Task instructions
Give back an exact copy of the lines in the records below, from the line that has "one message id." through the line that has "gave a name.", and nothing besides.

(Collected data)

::::::::

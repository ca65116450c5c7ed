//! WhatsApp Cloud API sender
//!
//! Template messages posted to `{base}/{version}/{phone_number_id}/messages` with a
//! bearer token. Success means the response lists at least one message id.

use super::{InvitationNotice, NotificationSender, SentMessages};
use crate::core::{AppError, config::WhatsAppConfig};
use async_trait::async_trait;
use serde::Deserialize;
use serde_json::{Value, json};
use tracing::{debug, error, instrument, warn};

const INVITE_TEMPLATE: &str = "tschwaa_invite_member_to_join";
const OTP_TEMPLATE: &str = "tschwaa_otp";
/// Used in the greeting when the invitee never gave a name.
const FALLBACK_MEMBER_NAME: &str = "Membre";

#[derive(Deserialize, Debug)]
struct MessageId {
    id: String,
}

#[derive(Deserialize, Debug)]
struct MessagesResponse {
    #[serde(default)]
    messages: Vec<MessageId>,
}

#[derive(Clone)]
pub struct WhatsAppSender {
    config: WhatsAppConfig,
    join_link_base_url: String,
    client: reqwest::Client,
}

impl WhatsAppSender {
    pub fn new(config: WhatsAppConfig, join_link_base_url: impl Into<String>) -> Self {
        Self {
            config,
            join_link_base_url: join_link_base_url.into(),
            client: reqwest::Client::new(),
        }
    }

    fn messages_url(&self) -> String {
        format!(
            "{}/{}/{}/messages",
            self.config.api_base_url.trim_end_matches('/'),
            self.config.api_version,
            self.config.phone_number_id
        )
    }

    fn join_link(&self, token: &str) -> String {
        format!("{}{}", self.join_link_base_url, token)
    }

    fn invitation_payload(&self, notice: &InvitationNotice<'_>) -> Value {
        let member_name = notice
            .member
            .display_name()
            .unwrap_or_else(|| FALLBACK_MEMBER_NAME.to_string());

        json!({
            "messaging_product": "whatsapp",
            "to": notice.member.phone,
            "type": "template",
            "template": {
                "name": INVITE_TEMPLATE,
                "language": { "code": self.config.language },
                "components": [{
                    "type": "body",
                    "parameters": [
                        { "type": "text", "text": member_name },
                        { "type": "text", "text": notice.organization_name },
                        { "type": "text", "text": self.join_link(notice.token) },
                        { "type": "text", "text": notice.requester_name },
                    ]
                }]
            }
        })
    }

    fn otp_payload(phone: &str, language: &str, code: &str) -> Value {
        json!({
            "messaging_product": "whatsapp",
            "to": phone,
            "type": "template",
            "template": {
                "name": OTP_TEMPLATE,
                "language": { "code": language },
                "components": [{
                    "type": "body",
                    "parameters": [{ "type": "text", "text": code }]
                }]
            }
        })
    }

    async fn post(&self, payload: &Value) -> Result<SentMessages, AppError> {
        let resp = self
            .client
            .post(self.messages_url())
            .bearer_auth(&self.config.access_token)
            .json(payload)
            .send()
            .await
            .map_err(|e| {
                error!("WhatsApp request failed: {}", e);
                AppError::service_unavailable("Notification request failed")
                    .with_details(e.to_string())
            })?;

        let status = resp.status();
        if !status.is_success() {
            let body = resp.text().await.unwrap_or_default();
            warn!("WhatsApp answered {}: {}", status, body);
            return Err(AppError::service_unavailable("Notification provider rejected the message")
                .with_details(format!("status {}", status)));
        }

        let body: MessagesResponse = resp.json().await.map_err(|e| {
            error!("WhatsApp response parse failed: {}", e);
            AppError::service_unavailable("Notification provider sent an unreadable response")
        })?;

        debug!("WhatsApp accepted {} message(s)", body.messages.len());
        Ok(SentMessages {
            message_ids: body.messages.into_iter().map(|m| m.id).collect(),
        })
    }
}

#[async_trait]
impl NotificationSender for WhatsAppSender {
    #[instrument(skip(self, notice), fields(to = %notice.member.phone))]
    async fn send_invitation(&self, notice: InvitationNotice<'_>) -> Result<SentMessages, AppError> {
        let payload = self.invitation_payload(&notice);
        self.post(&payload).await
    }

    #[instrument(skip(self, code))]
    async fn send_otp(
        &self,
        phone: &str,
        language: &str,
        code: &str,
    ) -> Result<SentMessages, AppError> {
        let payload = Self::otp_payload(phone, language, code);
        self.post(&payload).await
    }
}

::::::::

Response
//! bearer token. Success means the response lists at least one message id.

use super::{InvitationNotice, NotificationSender, SentMessages};
use crate::core::{AppError, config::WhatsAppConfig};
use async_trait::async_trait;
use serde::Deserialize;
use serde_json::{Value, json};
use tracing::{debug, error, instrument, warn};

const INVITE_TEMPLATE: &str = "tschwaa_invite_member_to_join";
const OTP_TEMPLATE: &str = "tschwaa_otp";
/// Used in the greeting when the invitee never gave a name.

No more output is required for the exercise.